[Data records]
== == ==

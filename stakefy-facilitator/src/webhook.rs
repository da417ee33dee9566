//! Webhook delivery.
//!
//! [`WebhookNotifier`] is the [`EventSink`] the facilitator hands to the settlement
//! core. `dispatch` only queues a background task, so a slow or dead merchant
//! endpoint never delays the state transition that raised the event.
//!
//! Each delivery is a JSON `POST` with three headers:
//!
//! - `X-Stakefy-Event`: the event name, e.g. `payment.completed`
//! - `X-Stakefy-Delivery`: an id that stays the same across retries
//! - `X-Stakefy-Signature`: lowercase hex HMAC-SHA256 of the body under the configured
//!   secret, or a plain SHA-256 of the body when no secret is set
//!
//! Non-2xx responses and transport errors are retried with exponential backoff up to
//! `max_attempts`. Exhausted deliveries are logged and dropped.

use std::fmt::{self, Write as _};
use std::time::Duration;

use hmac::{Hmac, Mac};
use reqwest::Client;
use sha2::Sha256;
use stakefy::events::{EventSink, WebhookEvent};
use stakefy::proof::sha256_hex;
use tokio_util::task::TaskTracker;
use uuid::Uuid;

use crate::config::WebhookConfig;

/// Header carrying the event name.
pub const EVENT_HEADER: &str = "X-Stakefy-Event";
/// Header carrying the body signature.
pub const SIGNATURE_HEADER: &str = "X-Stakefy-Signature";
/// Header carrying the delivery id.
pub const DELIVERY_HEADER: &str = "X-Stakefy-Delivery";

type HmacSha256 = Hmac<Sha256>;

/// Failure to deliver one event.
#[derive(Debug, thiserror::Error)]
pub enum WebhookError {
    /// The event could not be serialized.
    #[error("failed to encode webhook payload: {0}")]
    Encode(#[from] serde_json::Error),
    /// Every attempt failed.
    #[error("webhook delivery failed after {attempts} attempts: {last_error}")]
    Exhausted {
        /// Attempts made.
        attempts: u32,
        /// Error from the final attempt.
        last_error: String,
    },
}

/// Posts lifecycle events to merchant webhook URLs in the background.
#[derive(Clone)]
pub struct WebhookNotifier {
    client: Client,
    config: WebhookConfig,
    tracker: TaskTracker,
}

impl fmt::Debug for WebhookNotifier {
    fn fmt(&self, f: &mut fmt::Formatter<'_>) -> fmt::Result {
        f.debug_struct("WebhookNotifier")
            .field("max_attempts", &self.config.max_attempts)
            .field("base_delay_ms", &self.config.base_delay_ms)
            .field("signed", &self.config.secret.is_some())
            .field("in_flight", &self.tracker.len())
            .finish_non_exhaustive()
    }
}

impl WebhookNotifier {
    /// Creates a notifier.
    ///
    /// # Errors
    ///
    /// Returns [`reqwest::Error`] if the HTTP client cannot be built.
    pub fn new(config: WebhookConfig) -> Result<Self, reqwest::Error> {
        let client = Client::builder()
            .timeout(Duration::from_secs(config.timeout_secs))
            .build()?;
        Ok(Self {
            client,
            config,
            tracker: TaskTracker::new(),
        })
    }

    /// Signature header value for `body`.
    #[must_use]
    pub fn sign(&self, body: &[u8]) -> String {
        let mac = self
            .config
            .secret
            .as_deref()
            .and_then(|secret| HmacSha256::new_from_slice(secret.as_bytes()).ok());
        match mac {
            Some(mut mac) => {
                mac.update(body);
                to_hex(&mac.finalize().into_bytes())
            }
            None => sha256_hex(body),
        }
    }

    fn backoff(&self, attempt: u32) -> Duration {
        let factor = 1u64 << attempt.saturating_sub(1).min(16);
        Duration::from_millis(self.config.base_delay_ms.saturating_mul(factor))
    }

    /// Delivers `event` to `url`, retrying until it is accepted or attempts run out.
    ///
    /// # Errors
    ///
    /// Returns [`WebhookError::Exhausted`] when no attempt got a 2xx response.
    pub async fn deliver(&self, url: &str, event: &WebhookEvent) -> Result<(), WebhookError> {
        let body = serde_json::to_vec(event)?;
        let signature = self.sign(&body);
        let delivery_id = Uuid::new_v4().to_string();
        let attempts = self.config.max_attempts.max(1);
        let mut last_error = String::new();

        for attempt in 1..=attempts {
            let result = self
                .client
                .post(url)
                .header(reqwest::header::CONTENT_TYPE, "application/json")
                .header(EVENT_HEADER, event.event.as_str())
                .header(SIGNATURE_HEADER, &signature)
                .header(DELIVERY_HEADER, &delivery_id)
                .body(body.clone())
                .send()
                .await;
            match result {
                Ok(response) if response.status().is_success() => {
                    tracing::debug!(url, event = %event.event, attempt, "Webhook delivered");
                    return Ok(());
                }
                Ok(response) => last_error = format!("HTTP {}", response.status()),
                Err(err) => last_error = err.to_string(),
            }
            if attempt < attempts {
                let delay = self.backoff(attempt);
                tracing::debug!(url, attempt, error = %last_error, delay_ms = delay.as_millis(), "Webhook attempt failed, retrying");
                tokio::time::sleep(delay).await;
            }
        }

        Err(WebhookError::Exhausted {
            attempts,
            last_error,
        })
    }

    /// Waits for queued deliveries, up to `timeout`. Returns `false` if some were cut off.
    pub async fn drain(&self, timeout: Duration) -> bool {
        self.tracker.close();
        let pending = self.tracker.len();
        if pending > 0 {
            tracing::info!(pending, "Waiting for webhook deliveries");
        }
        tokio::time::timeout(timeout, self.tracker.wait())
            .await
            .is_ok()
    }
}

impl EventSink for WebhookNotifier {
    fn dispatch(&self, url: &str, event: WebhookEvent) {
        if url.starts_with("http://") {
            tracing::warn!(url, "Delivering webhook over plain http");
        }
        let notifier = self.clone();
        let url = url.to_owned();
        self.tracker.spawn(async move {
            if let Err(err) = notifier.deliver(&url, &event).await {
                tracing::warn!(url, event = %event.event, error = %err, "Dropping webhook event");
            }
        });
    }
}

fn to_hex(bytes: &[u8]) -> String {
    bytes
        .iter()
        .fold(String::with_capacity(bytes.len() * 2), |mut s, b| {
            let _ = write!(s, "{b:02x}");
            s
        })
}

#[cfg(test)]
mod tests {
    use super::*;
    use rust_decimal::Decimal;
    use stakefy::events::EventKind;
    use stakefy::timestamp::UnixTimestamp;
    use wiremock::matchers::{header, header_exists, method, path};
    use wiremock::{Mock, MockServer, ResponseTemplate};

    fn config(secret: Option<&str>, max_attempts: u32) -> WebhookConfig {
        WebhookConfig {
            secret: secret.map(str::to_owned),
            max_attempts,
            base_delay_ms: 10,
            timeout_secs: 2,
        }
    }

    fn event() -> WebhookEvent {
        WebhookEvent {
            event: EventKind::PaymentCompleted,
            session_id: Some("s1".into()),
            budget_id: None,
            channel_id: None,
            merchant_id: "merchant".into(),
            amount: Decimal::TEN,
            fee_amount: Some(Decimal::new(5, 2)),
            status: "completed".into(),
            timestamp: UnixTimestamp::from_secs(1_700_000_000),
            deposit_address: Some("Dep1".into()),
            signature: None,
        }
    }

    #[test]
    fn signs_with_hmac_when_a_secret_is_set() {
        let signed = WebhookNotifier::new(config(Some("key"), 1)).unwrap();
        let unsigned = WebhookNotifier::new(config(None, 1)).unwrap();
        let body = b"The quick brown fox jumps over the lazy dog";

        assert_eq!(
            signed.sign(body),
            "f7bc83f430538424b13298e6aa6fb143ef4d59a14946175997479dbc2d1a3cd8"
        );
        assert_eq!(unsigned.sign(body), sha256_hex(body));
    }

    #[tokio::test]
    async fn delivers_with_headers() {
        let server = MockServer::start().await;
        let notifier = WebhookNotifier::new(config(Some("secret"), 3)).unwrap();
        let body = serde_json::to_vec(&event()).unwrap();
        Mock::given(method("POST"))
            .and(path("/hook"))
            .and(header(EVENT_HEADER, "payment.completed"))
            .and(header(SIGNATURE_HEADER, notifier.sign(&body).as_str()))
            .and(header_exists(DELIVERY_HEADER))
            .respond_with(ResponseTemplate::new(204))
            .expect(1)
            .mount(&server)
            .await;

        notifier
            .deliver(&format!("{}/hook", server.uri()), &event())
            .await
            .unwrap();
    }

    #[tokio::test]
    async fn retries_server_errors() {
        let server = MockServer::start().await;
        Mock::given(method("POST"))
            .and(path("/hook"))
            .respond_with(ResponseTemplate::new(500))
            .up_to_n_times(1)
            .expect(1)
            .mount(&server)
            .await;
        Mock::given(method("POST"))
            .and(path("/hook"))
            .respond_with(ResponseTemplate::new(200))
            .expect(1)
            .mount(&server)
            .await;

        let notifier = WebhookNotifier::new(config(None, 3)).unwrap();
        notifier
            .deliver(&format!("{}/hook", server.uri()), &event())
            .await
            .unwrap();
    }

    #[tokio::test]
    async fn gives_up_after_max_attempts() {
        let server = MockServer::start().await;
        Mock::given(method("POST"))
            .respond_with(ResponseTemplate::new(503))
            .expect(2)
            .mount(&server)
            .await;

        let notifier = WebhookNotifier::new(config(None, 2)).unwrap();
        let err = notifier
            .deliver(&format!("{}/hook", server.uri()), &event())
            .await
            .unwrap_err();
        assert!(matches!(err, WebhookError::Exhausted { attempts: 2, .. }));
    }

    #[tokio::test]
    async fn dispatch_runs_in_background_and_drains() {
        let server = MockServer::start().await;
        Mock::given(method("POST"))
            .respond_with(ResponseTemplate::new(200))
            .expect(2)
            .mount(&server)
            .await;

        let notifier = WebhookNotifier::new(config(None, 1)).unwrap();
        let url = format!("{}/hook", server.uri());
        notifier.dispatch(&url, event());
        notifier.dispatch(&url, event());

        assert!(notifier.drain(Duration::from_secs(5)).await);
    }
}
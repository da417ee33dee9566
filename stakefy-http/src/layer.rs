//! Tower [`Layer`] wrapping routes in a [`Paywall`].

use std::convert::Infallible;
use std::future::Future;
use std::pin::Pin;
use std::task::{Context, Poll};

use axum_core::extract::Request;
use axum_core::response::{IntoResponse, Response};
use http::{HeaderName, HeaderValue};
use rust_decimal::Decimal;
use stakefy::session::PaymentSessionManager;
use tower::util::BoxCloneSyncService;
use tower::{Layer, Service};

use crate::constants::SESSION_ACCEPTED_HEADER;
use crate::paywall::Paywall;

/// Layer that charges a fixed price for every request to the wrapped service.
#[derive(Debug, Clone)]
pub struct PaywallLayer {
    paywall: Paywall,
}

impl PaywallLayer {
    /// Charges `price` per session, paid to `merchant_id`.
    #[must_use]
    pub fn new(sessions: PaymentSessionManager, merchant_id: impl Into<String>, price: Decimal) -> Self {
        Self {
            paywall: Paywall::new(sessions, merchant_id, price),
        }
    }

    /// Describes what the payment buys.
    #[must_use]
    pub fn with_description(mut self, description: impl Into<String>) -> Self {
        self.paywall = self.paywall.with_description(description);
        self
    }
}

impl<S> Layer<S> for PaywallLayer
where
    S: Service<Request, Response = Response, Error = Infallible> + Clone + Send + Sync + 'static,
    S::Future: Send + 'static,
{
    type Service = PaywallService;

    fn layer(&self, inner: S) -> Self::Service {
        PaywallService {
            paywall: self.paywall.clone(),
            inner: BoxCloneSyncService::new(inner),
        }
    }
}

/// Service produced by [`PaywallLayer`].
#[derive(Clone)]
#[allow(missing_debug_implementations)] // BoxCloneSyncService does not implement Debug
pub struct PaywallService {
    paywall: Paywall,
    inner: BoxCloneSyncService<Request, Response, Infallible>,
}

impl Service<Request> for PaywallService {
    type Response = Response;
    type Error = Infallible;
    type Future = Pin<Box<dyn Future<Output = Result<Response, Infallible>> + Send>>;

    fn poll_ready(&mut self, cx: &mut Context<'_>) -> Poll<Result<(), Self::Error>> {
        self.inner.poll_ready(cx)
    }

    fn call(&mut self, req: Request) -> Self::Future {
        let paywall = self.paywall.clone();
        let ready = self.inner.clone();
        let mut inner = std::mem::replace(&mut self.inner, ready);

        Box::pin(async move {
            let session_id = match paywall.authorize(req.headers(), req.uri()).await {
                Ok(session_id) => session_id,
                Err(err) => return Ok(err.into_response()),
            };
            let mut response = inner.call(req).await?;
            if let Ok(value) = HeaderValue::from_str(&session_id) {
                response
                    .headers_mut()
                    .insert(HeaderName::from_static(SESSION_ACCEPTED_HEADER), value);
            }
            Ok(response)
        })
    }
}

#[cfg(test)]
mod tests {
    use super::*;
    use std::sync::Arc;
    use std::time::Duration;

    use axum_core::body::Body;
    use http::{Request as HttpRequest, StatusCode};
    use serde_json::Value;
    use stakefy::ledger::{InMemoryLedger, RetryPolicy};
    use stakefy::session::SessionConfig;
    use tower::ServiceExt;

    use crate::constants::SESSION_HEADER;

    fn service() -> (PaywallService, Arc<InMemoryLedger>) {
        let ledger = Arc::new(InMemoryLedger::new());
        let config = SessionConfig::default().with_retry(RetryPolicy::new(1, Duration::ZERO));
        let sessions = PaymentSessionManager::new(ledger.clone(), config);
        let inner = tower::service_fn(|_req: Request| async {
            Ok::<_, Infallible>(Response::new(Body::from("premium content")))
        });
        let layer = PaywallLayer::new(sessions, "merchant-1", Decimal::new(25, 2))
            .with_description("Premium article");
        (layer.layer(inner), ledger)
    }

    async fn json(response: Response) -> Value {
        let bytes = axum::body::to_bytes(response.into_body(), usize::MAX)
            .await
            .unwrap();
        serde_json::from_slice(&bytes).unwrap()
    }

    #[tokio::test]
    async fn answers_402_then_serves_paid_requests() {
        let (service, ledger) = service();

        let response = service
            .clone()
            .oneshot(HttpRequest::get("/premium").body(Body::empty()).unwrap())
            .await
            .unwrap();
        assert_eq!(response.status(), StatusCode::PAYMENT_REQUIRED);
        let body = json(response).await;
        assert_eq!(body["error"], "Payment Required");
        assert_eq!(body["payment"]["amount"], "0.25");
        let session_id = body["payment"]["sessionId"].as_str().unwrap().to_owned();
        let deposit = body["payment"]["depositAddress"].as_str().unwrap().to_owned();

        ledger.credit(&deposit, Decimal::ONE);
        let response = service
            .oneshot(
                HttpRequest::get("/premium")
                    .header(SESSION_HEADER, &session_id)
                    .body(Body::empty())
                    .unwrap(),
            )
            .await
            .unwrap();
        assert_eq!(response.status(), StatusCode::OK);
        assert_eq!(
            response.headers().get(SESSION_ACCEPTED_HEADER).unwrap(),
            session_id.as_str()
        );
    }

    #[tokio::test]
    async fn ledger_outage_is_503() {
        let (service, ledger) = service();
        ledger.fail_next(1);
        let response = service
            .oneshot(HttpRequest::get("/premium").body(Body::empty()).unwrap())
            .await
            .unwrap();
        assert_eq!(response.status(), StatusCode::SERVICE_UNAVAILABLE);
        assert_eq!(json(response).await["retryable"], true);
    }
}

== == ==

▶ Activity:
What lines in the records contain the word "UnixTimestamp"? Return each one.

▶ Response area:
    use stakefy::timestamp::UnixTimestamp;
            timestamp: UnixTimestamp::from_secs(1_700_000_000),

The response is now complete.